[Stored items from a collection]
------------------------------------

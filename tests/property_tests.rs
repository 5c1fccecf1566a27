//! Property-based tests for condition evaluation and the action registry.
//!
//! These tests use proptest to verify properties hold across
//! many randomly generated inputs.

use conditional::core::{evaluate, ActionSet, Condition};
use conditional::effects::{Conditional, ConditionalRegistry, Handler, Teardown};
use proptest::prelude::*;
use std::cell::Cell;
use std::collections::HashSet;
use std::rc::Rc;

#[derive(Clone, PartialEq, Eq, Hash, Debug)]
enum TestAction {
    Opened,
    Scrolled,
    Typed,
    Saved,
    Closed,
}

prop_compose! {
    fn arbitrary_action()(variant in 0..5u8) -> TestAction {
        match variant {
            0 => TestAction::Opened,
            1 => TestAction::Scrolled,
            2 => TestAction::Typed,
            3 => TestAction::Saved,
            _ => TestAction::Closed,
        }
    }
}

fn action_list() -> impl Strategy<Value = Vec<TestAction>> {
    prop::collection::vec(arbitrary_action(), 0..8)
}

fn arbitrary_condition() -> impl Strategy<Value = Condition<TestAction>> {
    prop_oneof![
        Just(Condition::Always),
        action_list().prop_map(Condition::done),
        action_list().prop_map(Condition::undone),
        (action_list(), action_list()).prop_map(|(done, undone)| Condition::done(done).and_undone(undone)),
    ]
}

proptest! {
    #[test]
    fn always_holds_for_every_set(actions in action_list()) {
        let set: ActionSet<_> = actions.into_iter().collect();
        prop_assert!(evaluate(&Condition::Always, &set));
    }

    #[test]
    fn done_holds_iff_subset(done in action_list(), actions in action_list()) {
        let set: ActionSet<_> = actions.iter().cloned().collect();
        let expected = done.iter().all(|a| actions.contains(a));

        prop_assert_eq!(evaluate(&Condition::done(done), &set), expected);
    }

    #[test]
    fn undone_holds_iff_disjoint(undone in action_list(), actions in action_list()) {
        let set: ActionSet<_> = actions.iter().cloned().collect();
        let expected = !undone.iter().any(|a| actions.contains(a));

        prop_assert_eq!(evaluate(&Condition::undone(undone), &set), expected);
    }

    #[test]
    fn evaluate_with_list_matches_set(when in arbitrary_condition(), actions in action_list()) {
        let set: ActionSet<_> = actions.iter().cloned().collect();

        prop_assert_eq!(when.evaluate_with(|a| actions.contains(a)), when.evaluate(&set));
    }

    #[test]
    fn equality_ignores_order_and_duplicates(done in action_list(), undone in action_list()) {
        let left = Condition::done(done.clone()).and_undone(undone.clone());

        let mut shuffled_done = done.clone();
        shuffled_done.reverse();
        shuffled_done.extend(done);
        let mut shuffled_undone = undone.clone();
        shuffled_undone.reverse();
        let right = Condition::done(shuffled_done).and_undone(shuffled_undone);

        prop_assert_eq!(left, right);
    }

    #[test]
    fn equal_conditions_evaluate_equally(when in arbitrary_condition(), actions in action_list()) {
        let set: ActionSet<_> = actions.into_iter().collect();
        let copy = when.clone();

        prop_assert_eq!(&when, &copy);
        prop_assert_eq!(when.evaluate(&set), copy.evaluate(&set));
    }

    #[test]
    fn set_actions_reflects_deduplicated_list(actions in action_list()) {
        let registry: ConditionalRegistry<TestAction> = ConditionalRegistry::new();
        registry.set_actions(actions.clone());

        let expected: HashSet<_> = actions.into_iter().collect();
        let snapshot = registry.actions();
        let observed: HashSet<_> = snapshot.iter().cloned().collect();

        prop_assert_eq!(snapshot.len(), expected.len());
        prop_assert_eq!(observed, expected);
    }

    #[test]
    fn do_action_is_idempotent(
        when in arbitrary_condition(),
        setup in action_list(),
        action in arbitrary_action()
    ) {
        let calls = Rc::new(Cell::new(0usize));
        let teardowns = Rc::new(Cell::new(0usize));
        let (c, t) = (calls.clone(), teardowns.clone());
        let registry = ConditionalRegistry::new();
        registry.set_actions(setup);
        registry.define_conditional(Conditional::new(
            when,
            Handler::new(move || {
                c.set(c.get() + 1);
                let t = t.clone();
                Teardown::new(move || t.set(t.get() + 1))
            }),
        ));

        registry.do_action(action.clone());
        let after_once = (calls.get(), teardowns.get());
        registry.do_action(action);

        prop_assert_eq!((calls.get(), teardowns.get()), after_once);
    }

    #[test]
    fn performed_tracks_condition_after_every_mutation(
        when in arbitrary_condition(),
        steps in prop::collection::vec((arbitrary_action(), any::<bool>()), 0..20)
    ) {
        let registry = ConditionalRegistry::new();
        registry.define_conditional(
            Conditional::new(when.clone(), Handler::new(|| {})).named("tracked"),
        );

        for (action, add) in steps {
            if add {
                registry.do_action(action);
            } else {
                registry.undo_action(&action);
            }
            prop_assert_eq!(
                registry.is_performed("tracked"),
                Some(registry.check_condition(&when))
            );
        }
    }

    #[test]
    fn teardowns_never_exceed_performs(
        when in arbitrary_condition(),
        steps in prop::collection::vec(action_list(), 0..10)
    ) {
        let calls = Rc::new(Cell::new(0usize));
        let teardowns = Rc::new(Cell::new(0usize));
        let (c, t) = (calls.clone(), teardowns.clone());
        let registry = ConditionalRegistry::new();
        registry.define_conditional(Conditional::new(
            when,
            Handler::new(move || {
                c.set(c.get() + 1);
                let t = t.clone();
                Teardown::new(move || t.set(t.get() + 1))
            }),
        ));

        for actions in steps {
            registry.set_actions(actions);
            let (performs, cleanups) = (calls.get(), teardowns.get());
            prop_assert!(performs == cleanups || performs == cleanups + 1);
        }
    }
}
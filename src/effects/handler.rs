//! Perform handlers and their teardowns.

use std::fmt;
use std::rc::Rc;

/// One-shot cleanup returned by a handler.
///
/// Consumed when it runs, so it can run at most once.
pub struct Teardown(Box<dyn FnOnce()>);

impl Teardown {
    pub fn new<F>(cleanup: F) -> Self
    where
        F: FnOnce() + 'static,
    {
        Teardown(Box::new(cleanup))
    }

    pub fn run(self) {
        (self.0)()
    }
}

impl fmt::Debug for Teardown {
    fn fmt(&self, f: &mut fmt::Formatter<'_>) -> fmt::Result {
        f.write_str("Teardown(..)")
    }
}

/// Values a handler may return: nothing, a teardown, or maybe a teardown.
pub trait IntoTeardown {
    fn into_teardown(self) -> Option<Teardown>;
}

impl IntoTeardown for () {
    fn into_teardown(self) -> Option<Teardown> {
        None
    }
}

impl IntoTeardown for Teardown {
    fn into_teardown(self) -> Option<Teardown> {
        Some(self)
    }
}

impl IntoTeardown for Option<Teardown> {
    fn into_teardown(self) -> Option<Teardown> {
        self
    }
}

type HandlerFn = dyn Fn() -> Option<Teardown>;

/// Shared perform callback.
///
/// Clones share the same callback and compare as the same handler with
/// [`Handler::same`]; two handlers built from separate closures never
/// do, even if the closures are identical. Reconciliation relies on this
/// to tell a re-supplied handler apart from a new one.
///
/// # Example
///
/// ```rust
/// use conditional::effects::{Handler, Teardown};
///
/// let show = Handler::new(|| println!("show tooltip"));
/// let with_cleanup = Handler::new(|| Teardown::new(|| println!("hide tooltip")));
///
/// assert!(show.same(&show.clone()));
/// assert!(!show.same(&with_cleanup));
/// ```
#[derive(Clone)]
pub struct Handler(Rc<HandlerFn>);

impl Handler {
    pub fn new<F, R>(perform: F) -> Self
    where
        F: Fn() -> R + 'static,
        R: IntoTeardown,
    {
        Handler(Rc::new(move || perform().into_teardown()))
    }

    /// Run the handler, returning its teardown if it produced one.
    pub fn call(&self) -> Option<Teardown> {
        (self.0)()
    }

    /// Whether both handles refer to the same callback.
    pub fn same(&self, other: &Handler) -> bool {
        std::ptr::addr_eq(Rc::as_ptr(&self.0), Rc::as_ptr(&other.0))
    }
}

impl fmt::Debug for Handler {
    fn fmt(&self, f: &mut fmt::Formatter<'_>) -> fmt::Result {
        write!(f, "Handler({:p})", Rc::as_ptr(&self.0))
    }
}

#[cfg(test)]
mod tests {
    use super::*;
    use std::cell::Cell;

    #[test]
    fn unit_handler_has_no_teardown() {
        let calls = Rc::new(Cell::new(0));
        let counter = calls.clone();
        let handler = Handler::new(move || counter.set(counter.get() + 1));

        assert!(handler.call().is_none());
        assert_eq!(calls.get(), 1);
    }

    #[test]
    fn teardown_runs_once_when_consumed() {
        let cleanups = Rc::new(Cell::new(0));
        let counter = cleanups.clone();
        let handler = Handler::new(move || {
            let counter = counter.clone();
            Teardown::new(move || counter.set(counter.get() + 1))
        });

        let teardown = handler.call().unwrap();
        assert_eq!(cleanups.get(), 0);
        teardown.run();
        assert_eq!(cleanups.get(), 1);
    }

    #[test]
    fn optional_teardown_is_forwarded() {
        let handler = Handler::new(|| None::<Teardown>);
        assert!(handler.call().is_none());

        let handler = Handler::new(|| Some(Teardown::new(|| {})));
        assert!(handler.call().is_some());
    }

    #[test]
    fn identity_follows_clones_not_contents() {
        let first = Handler::new(|| {});
        let second = Handler::new(|| {});

        assert!(first.same(&first.clone()));
        assert!(!first.same(&second));
    }
}
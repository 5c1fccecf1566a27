//! Onboarding Tour
//!
//! This example walks a small onboarding flow through a registry.
//!
//! Key concepts:
//! - Conditions loaded from a JSON condition table
//! - Handlers that return teardowns
//! - Redefinition on every "render" without re-running side effects
//! - Lifecycle history and tracing output
//!
//! Run with: RUST_LOG=debug cargo run --example onboarding_tour

use conditional::config::ConditionTable;
use conditional::effects::{ConditionalRegistry, Handler, Teardown};
use serde::{Deserialize, Serialize};

#[derive(Clone, PartialEq, Eq, Hash, Debug, Serialize, Deserialize)]
#[serde(rename_all = "snake_case")]
enum Step {
    SignedIn,
    OpenedEditor,
    TypedText,
    DismissedTour,
}

const CONDITIONS: &str = r#"{
    "welcome": { "done": ["signed_in"], "undone": ["dismissed_tour"] },
    "typing_hint": { "done": ["opened_editor"], "undone": ["typed_text", "dismissed_tour"] }
}"#;

fn init_log() {
    use tracing::level_filters::LevelFilter;
    use tracing_subscriber::{layer::SubscriberExt, util::SubscriberInitExt, EnvFilter};
    tracing_subscriber::registry()
        .with(tracing_subscriber::fmt::layer())
        .with(
            EnvFilter::builder()
                .with_default_directive(LevelFilter::INFO.into())
                .from_env_lossy(),
        )
        .init();
}

fn overlay(label: &'static str) -> Handler {
    Handler::new(move || {
        println!("  show {label}");
        Teardown::new(move || println!("  hide {label}"))
    })
}

fn main() -> Result<(), Box<dyn std::error::Error>> {
    init_log();
    println!("=== Onboarding Tour ===\n");

    let table: ConditionTable<Step> = ConditionTable::from_json(CONDITIONS)?;
    let registry = ConditionalRegistry::new();
    let welcome = overlay("welcome banner");
    let hint = overlay("typing hint");

    // A host would redeclare its conditionals on every render.
    let render = |registry: &ConditionalRegistry<Step>| -> Result<(), Box<dyn std::error::Error>> {
        registry.define_conditional(table.conditional("welcome", welcome.clone())?);
        registry.define_conditional(table.conditional("typing_hint", hint.clone())?);
        registry.reconcile();
        Ok(())
    };

    for step in [Step::SignedIn, Step::OpenedEditor, Step::TypedText, Step::DismissedTour] {
        println!("{step:?}");
        registry.do_action(step);
        render(&registry)?;
    }

    println!("\nHistory:");
    for record in registry.history().records() {
        println!("  {} {}", record.conditional, record.event);
    }

    Ok(())
}
//! Conditions over done and undone actions.
//!
//! A condition is either [`Condition::Always`] or a pair of optional
//! lists: actions that must be done and actions that must not be. Both
//! evaluation and equality treat the lists as sets, so order and
//! duplicates never matter.

use super::action::{Action, ActionSet};
use serde::{Deserialize, Serialize};
use std::collections::HashSet;

/// The `done`/`undone` lists of a non-trivial condition.
///
/// An absent list imposes no constraint. When serialized, absent lists
/// are omitted.
#[derive(Clone, Debug, Serialize, Deserialize)]
#[serde(deny_unknown_fields, bound(deserialize = "T: Deserialize<'de>"))]
pub struct Requirements<T> {
    /// Actions that must all be done.
    #[serde(default, skip_serializing_if = "Option::is_none")]
    pub done: Option<Vec<T>>,
    /// Actions of which none may be done.
    #[serde(default, skip_serializing_if = "Option::is_none")]
    pub undone: Option<Vec<T>>,
}

impl<T> Default for Requirements<T> {
    fn default() -> Self {
        Self {
            done: None,
            undone: None,
        }
    }
}

impl<T> Requirements<T> {
    /// True when neither list is present.
    pub fn is_empty(&self) -> bool {
        self.done.is_none() && self.undone.is_none()
    }
}

/// Predicate over which actions have or have not happened.
///
/// Serializes as `null` for [`Condition::Always`] and as
/// `{"done": [...], "undone": [...]}` otherwise.
///
/// # Example
///
/// ```rust
/// use conditional::core::{ActionSet, Condition};
///
/// let when = Condition::done(["signed_in"]).and_undone(["dismissed"]);
///
/// let signed_in: ActionSet<_> = ["signed_in"].into_iter().collect();
/// assert!(when.evaluate(&signed_in));
///
/// let dismissed: ActionSet<_> = ["signed_in", "dismissed"].into_iter().collect();
/// assert!(!when.evaluate(&dismissed));
///
/// assert!(Condition::<&str>::always().evaluate(&ActionSet::new()));
/// ```
#[derive(Clone, Debug, Serialize, Deserialize)]
#[serde(
    from = "Option<Requirements<T>>",
    into = "Option<Requirements<T>>",
    bound(
        serialize = "T: Serialize + Clone",
        deserialize = "T: Deserialize<'de>"
    )
)]
pub enum Condition<T> {
    /// Satisfied regardless of the action set.
    Always,
    /// Satisfied when the requirements hold.
    Requires(Requirements<T>),
}

impl<T> From<Option<Requirements<T>>> for Condition<T> {
    fn from(requirements: Option<Requirements<T>>) -> Self {
        requirements.map_or(Condition::Always, Condition::Requires)
    }
}

impl<T> From<Condition<T>> for Option<Requirements<T>> {
    fn from(condition: Condition<T>) -> Self {
        match condition {
            Condition::Always => None,
            Condition::Requires(requirements) => Some(requirements),
        }
    }
}

impl<T> From<Requirements<T>> for Condition<T> {
    fn from(requirements: Requirements<T>) -> Self {
        Condition::Requires(requirements)
    }
}

impl<T> Condition<T> {
    /// The condition that always holds.
    pub fn always() -> Self {
        Condition::Always
    }

    /// Condition requiring every given action to be done.
    pub fn done<I: IntoIterator<Item = T>>(actions: I) -> Self {
        Condition::Requires(Requirements {
            done: Some(actions.into_iter().collect()),
            undone: None,
        })
    }

    /// Condition requiring none of the given actions to be done.
    pub fn undone<I: IntoIterator<Item = T>>(actions: I) -> Self {
        Condition::Requires(Requirements {
            done: None,
            undone: Some(actions.into_iter().collect()),
        })
    }

    /// Replace the `done` list, keeping any `undone` list.
    pub fn and_done<I: IntoIterator<Item = T>>(self, actions: I) -> Self {
        let mut requirements = self.into_requirements();
        requirements.done = Some(actions.into_iter().collect());
        Condition::Requires(requirements)
    }

    /// Replace the `undone` list, keeping any `done` list.
    pub fn and_undone<I: IntoIterator<Item = T>>(self, actions: I) -> Self {
        let mut requirements = self.into_requirements();
        requirements.undone = Some(actions.into_iter().collect());
        Condition::Requires(requirements)
    }

    pub fn requirements(&self) -> Option<&Requirements<T>> {
        match self {
            Condition::Always => None,
            Condition::Requires(requirements) => Some(requirements),
        }
    }

    fn into_requirements(self) -> Requirements<T> {
        match self {
            Condition::Always => Requirements::default(),
            Condition::Requires(requirements) => requirements,
        }
    }

    /// Evaluate against an arbitrary membership test.
    ///
    /// `is_done` answers whether a single action is currently done. This
    /// is the form used when the caller only holds a plain list.
    pub fn evaluate_with<F>(&self, is_done: F) -> bool
    where
        F: Fn(&T) -> bool,
    {
        let Condition::Requires(requirements) = self else {
            return true;
        };

        let done_holds = requirements
            .done
            .as_ref()
            .is_none_or(|done| done.iter().all(&is_done));
        let undone_holds = requirements
            .undone
            .as_ref()
            .is_none_or(|undone| !undone.iter().any(&is_done));

        done_holds && undone_holds
    }
}

impl<T: Action> Condition<T> {
    /// Evaluate against an action-set snapshot.
    pub fn evaluate(&self, actions: &ActionSet<T>) -> bool {
        self.evaluate_with(|action| actions.contains(action))
    }
}

/// Evaluate `condition` against `actions`.
///
/// Free-standing form of [`Condition::evaluate`].
pub fn evaluate<T: Action>(condition: &Condition<T>, actions: &ActionSet<T>) -> bool {
    condition.evaluate(actions)
}

fn same_members<T: Action>(left: &Option<Vec<T>>, right: &Option<Vec<T>>) -> bool {
    match (left, right) {
        (None, None) => true,
        (Some(left), Some(right)) => {
            left.iter().collect::<HashSet<_>>() == right.iter().collect::<HashSet<_>>()
        }
        _ => false,
    }
}

/// Structural equality: lists compare as sets, and a list present on
/// one side only is a difference even when it is empty.
impl<T: Action> PartialEq for Requirements<T> {
    fn eq(&self, other: &Self) -> bool {
        same_members(&self.done, &other.done) && same_members(&self.undone, &other.undone)
    }
}

impl<T: Action> Eq for Requirements<T> {}

impl<T: Action> PartialEq for Condition<T> {
    fn eq(&self, other: &Self) -> bool {
        match (self, other) {
            (Condition::Always, Condition::Always) => true,
            (Condition::Requires(left), Condition::Requires(right)) => left == right,
            _ => false,
        }
    }
}

impl<T: Action> Eq for Condition<T> {}
//! Pure core: actions, conditions, and lifecycle history.
//!
//! This module contains everything that can be computed without running
//! user callbacks:
//! - Action tokens and immutable action-set snapshots
//! - Conditions, their evaluation, and structural equality
//! - Immutable lifecycle history
//!
//! Nothing in this module has side effects.

mod action;
mod condition;
mod history;

pub use action::{Action, ActionSet};
pub use condition::{evaluate, Condition, Requirements};
pub use history::{LifecycleEvent, LifecycleHistory, LifecycleRecord};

------------------------------------

* PROBLEM TO SOLVE: Search the data for the string "println" and copy each line where it appears.

* PROBLEM SOLUTION:
/// let show = Handler::new(|| println!("show tooltip"));
/// let with_cleanup = Handler::new(|| Teardown::new(|| println!("hide tooltip")));
        println!("  show {label}");
        Teardown::new(move || println!("  hide {label}"))
    println!("=== Onboarding Tour ===\n");
        println!("{step:?}");
    println!("\nHistory:");
        println!("  {} {}", record.conditional, record.event);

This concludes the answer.